EXERCISE OBJECTIVE: Nothing in the entries may be dropped: restate them word for word.

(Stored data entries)
- - -
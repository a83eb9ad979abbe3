use axum::{body::Body, extract::Request, http::HeaderValue, middleware::Next, response::Response};
use uuid::Uuid;

/// Header name for request ID
pub const REQUEST_ID_HEADER: &str = "X-Request-ID";

/// Request ID stored in request extensions for downstream middleware.
#[derive(Clone)]
pub struct RequestId(pub String);

/// Middleware that tags every request with an id (honoring one supplied by
/// the client) and echoes it on the response.
pub async fn request_id_middleware(mut request: Request<Body>, next: Next) -> Response {
    let request_id = request
        .headers()
        .get(REQUEST_ID_HEADER)
        .and_then(|value| value.to_str().ok())
        .map(str::to_string)
        .unwrap_or_else(|| Uuid::new_v4().to_string());

    request
        .extensions_mut()
        .insert(RequestId(request_id.clone()));

    let mut response = next.run(request).await;
    if let Ok(value) = HeaderValue::from_str(&request_id) {
        response.headers_mut().insert(REQUEST_ID_HEADER, value);
    }
    response
}
//! HTTP middleware

pub mod audit;
pub mod metrics;
pub mod rate_limit;
pub mod request_id;

pub use audit::audit_middleware;
pub use metrics::metrics_middleware;
pub use rate_limit::{create_rate_limiter, rate_limit_middleware};
pub use request_id::request_id_middleware;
- - -
FINISHED EXERCISE:
repository a83eb9ad979abbe3
use axum::{body::Body, extract::Request, http::HeaderValue, middleware::Next, response::Response};
use uuid::Uuid;

/// Header name for request ID
pub const REQUEST_ID_HEADER: &str = "X-Request-ID";

/// Request ID stored in request extensions for downstream middleware.
#[derive(Clone)]
pub struct RequestId(pub String);

/// Middleware that tags every request with an id (honoring one supplied by
/// the client) and echoes it on the response.
pub async fn request_id_middleware(mut request: Request<Body>, next: Next) -> Response {
    let request_id = request
        .headers()
        .get(REQUEST_ID_HEADER)
        .and_then(|value| value.to_str().ok())
        .map(str::to_string)
        .unwrap_or_else(|| Uuid::new_v4().to_string());

    request
        .extensions_mut()
        .insert(RequestId(request_id.clone()));

    let mut response = next.run(request).await;
    if let Ok(value) = HeaderValue::from_str(&request_id) {
        response.headers_mut().insert(REQUEST_ID_HEADER, value);
    }
    response
}
//! HTTP middleware

pub mod audit;
pub mod metrics;
pub mod rate_limit;
pub mod request_id;

pub use audit::audit_middleware;
pub use metrics::metrics_middleware;
pub use rate_limit::{create_rate_limiter, rate_limit_middleware};
pub use request_id::request_id_middleware;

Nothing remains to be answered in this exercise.